___ The records ___
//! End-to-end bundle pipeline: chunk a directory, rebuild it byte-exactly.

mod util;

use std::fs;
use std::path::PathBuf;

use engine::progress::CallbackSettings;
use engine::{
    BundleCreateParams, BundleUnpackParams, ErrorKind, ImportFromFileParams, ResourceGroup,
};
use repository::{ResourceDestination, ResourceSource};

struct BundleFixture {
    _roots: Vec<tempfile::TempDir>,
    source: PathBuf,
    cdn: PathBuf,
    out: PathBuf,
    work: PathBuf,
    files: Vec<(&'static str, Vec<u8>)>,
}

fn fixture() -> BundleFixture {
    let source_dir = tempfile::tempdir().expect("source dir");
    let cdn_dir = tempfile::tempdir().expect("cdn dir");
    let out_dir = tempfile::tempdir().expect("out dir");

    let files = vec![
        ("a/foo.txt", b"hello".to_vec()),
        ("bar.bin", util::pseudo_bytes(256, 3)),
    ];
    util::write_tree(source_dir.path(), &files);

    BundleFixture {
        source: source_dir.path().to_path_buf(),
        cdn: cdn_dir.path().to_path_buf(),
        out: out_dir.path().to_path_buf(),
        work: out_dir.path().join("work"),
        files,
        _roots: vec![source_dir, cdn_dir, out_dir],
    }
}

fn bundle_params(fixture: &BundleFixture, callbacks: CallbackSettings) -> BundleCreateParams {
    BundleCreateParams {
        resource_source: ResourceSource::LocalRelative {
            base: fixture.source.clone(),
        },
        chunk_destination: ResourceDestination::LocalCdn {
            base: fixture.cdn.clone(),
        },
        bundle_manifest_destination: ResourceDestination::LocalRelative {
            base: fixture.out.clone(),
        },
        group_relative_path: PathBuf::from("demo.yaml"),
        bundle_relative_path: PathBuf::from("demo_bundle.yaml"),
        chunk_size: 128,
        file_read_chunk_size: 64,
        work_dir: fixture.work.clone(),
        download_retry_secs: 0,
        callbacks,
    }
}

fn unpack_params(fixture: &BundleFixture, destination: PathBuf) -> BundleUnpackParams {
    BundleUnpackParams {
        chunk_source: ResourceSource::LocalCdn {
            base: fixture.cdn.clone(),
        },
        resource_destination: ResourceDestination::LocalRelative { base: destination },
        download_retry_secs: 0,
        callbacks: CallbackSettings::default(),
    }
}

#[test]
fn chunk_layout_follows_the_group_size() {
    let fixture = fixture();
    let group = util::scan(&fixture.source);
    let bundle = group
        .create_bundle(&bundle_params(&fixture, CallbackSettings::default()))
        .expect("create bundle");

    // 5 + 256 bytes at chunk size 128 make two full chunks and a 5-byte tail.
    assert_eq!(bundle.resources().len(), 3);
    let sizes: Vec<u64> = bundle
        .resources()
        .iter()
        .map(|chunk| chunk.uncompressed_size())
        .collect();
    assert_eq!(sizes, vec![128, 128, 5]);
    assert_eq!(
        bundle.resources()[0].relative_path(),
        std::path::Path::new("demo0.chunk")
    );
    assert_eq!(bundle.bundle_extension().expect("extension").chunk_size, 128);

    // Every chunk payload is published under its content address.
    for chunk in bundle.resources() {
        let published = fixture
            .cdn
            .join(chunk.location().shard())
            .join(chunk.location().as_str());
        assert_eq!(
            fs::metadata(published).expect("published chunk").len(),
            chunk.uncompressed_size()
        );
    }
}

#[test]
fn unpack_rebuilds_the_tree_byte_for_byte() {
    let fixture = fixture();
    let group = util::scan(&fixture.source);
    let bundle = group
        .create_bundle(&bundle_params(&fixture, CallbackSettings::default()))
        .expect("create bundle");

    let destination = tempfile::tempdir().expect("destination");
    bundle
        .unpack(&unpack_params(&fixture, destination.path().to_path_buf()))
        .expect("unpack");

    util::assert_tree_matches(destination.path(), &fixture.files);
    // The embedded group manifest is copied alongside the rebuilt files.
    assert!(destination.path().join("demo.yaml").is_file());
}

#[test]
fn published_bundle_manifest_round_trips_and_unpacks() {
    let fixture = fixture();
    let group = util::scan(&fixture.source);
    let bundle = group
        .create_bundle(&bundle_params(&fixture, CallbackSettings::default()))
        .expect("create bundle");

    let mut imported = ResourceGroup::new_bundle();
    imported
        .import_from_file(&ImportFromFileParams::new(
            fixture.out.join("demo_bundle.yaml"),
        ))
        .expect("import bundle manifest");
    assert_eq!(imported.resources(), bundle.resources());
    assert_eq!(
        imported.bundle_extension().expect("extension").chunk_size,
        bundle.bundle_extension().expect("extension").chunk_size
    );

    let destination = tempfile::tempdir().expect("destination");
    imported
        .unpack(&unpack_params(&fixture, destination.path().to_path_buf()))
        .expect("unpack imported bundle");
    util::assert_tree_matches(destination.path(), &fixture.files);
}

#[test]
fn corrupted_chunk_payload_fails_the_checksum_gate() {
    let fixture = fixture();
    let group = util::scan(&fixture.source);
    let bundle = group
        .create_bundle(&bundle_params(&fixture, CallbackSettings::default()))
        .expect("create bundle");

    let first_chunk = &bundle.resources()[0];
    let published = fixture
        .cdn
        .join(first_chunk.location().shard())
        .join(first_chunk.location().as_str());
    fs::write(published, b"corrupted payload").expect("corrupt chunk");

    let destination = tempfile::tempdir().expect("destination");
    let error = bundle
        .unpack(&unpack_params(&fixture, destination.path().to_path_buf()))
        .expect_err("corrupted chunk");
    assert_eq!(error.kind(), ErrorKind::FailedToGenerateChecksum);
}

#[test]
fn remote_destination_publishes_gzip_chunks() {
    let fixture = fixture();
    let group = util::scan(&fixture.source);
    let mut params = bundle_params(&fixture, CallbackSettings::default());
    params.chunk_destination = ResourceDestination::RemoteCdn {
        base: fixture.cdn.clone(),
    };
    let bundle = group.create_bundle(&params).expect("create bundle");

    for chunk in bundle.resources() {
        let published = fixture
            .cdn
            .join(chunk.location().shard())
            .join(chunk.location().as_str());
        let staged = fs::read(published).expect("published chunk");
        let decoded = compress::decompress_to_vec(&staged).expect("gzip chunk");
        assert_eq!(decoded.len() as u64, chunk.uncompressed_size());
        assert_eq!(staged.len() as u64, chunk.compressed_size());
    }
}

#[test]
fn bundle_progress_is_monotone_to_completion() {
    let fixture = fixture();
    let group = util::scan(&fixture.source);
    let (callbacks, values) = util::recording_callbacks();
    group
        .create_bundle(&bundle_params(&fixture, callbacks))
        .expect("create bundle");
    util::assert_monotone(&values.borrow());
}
___
___ The records ___
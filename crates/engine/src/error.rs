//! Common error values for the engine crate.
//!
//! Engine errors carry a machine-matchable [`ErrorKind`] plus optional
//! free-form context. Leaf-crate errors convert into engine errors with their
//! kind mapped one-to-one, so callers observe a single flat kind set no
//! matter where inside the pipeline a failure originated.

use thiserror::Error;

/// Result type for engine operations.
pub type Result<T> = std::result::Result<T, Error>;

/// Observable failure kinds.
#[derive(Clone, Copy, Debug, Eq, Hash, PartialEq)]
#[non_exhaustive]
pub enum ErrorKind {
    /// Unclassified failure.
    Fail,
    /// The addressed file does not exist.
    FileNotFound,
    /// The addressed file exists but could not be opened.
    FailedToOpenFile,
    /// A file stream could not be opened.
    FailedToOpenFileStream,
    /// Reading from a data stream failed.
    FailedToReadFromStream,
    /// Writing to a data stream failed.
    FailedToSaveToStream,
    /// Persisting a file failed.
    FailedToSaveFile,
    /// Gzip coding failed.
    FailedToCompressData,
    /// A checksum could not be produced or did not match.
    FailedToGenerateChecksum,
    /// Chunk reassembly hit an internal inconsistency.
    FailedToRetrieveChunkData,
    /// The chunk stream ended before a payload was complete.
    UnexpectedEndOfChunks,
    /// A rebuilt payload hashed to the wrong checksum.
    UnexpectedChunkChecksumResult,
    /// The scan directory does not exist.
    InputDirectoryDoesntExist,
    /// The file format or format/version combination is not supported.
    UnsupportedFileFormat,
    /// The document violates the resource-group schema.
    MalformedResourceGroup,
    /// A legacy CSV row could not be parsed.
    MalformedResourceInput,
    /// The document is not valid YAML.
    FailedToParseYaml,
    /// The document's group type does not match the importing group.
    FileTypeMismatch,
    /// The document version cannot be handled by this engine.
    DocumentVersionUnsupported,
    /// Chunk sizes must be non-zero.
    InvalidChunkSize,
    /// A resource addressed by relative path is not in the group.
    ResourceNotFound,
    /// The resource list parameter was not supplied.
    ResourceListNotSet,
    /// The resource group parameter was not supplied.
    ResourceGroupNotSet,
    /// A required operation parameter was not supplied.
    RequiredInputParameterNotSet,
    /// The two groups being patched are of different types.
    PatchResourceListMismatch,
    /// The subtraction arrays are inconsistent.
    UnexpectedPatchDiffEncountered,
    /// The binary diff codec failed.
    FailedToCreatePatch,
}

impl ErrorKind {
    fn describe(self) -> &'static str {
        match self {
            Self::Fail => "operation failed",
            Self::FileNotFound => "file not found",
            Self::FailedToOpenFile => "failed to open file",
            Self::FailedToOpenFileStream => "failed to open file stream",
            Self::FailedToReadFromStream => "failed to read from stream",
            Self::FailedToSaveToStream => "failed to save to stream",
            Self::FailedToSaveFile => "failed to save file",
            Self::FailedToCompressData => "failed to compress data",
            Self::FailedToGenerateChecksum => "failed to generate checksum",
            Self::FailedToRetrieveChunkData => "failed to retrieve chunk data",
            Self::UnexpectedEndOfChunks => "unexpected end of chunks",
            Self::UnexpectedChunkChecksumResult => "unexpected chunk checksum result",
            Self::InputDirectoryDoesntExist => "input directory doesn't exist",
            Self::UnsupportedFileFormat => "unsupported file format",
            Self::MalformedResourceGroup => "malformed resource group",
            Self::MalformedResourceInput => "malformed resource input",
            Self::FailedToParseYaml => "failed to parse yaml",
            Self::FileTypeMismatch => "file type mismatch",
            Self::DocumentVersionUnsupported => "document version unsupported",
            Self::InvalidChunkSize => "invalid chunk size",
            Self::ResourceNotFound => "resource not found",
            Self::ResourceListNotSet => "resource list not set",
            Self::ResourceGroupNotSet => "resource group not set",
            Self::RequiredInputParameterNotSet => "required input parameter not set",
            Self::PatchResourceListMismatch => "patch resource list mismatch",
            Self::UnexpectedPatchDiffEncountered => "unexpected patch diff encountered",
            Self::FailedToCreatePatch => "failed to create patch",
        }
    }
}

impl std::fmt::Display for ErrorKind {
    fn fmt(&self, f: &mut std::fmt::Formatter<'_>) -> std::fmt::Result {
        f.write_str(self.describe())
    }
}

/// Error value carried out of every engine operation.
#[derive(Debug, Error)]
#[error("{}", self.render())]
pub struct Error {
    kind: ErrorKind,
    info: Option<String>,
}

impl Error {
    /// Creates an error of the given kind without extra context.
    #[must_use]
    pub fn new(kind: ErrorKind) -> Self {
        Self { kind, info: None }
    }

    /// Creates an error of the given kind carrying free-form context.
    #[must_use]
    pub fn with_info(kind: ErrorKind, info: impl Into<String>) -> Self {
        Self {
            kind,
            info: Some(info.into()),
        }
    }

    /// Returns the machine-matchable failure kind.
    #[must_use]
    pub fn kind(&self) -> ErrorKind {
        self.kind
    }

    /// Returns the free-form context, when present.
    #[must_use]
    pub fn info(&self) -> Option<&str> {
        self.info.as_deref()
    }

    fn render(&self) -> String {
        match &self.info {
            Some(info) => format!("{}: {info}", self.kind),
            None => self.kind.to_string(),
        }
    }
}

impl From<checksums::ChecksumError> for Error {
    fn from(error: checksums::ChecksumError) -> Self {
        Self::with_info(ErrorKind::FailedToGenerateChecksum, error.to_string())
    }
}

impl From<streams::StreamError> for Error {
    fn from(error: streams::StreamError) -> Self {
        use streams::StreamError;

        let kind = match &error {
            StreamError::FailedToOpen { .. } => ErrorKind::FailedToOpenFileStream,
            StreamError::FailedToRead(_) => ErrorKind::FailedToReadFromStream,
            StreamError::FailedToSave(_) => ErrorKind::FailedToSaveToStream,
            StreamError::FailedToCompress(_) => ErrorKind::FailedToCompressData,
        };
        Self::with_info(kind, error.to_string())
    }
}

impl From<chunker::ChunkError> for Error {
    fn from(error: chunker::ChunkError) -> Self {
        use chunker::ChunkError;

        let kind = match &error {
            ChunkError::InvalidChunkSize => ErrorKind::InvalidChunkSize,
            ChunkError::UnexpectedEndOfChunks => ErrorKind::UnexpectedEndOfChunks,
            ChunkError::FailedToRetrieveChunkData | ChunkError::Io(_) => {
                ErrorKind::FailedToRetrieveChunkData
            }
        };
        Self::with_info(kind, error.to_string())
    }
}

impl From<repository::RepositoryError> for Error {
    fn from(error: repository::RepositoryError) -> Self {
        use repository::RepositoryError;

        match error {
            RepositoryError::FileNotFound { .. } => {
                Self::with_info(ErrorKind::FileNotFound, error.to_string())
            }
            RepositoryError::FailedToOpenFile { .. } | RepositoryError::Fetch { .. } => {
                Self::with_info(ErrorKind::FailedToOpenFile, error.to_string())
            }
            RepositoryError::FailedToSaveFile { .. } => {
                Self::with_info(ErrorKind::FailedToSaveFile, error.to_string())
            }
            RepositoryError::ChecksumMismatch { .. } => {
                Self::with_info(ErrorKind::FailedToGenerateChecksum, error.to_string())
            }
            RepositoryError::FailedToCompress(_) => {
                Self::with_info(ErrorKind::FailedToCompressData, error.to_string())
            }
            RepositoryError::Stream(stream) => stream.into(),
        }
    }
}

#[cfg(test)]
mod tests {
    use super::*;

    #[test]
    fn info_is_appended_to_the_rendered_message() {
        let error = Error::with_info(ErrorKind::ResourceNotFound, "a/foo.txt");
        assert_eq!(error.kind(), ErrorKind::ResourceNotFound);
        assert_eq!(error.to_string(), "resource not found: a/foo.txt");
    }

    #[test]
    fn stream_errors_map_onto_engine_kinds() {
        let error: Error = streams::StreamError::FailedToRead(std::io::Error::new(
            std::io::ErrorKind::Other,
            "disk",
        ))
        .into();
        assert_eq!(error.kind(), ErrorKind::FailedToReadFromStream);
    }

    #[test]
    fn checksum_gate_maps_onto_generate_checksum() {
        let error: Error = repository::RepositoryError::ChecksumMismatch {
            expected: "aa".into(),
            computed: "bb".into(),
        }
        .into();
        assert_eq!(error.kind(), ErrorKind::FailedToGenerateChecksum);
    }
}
___
Instructions to follow ->
Count of lines holding the string "FailedToReadFromStream": please work it out for the entries above and give the number alone.

Exercise solution ->
4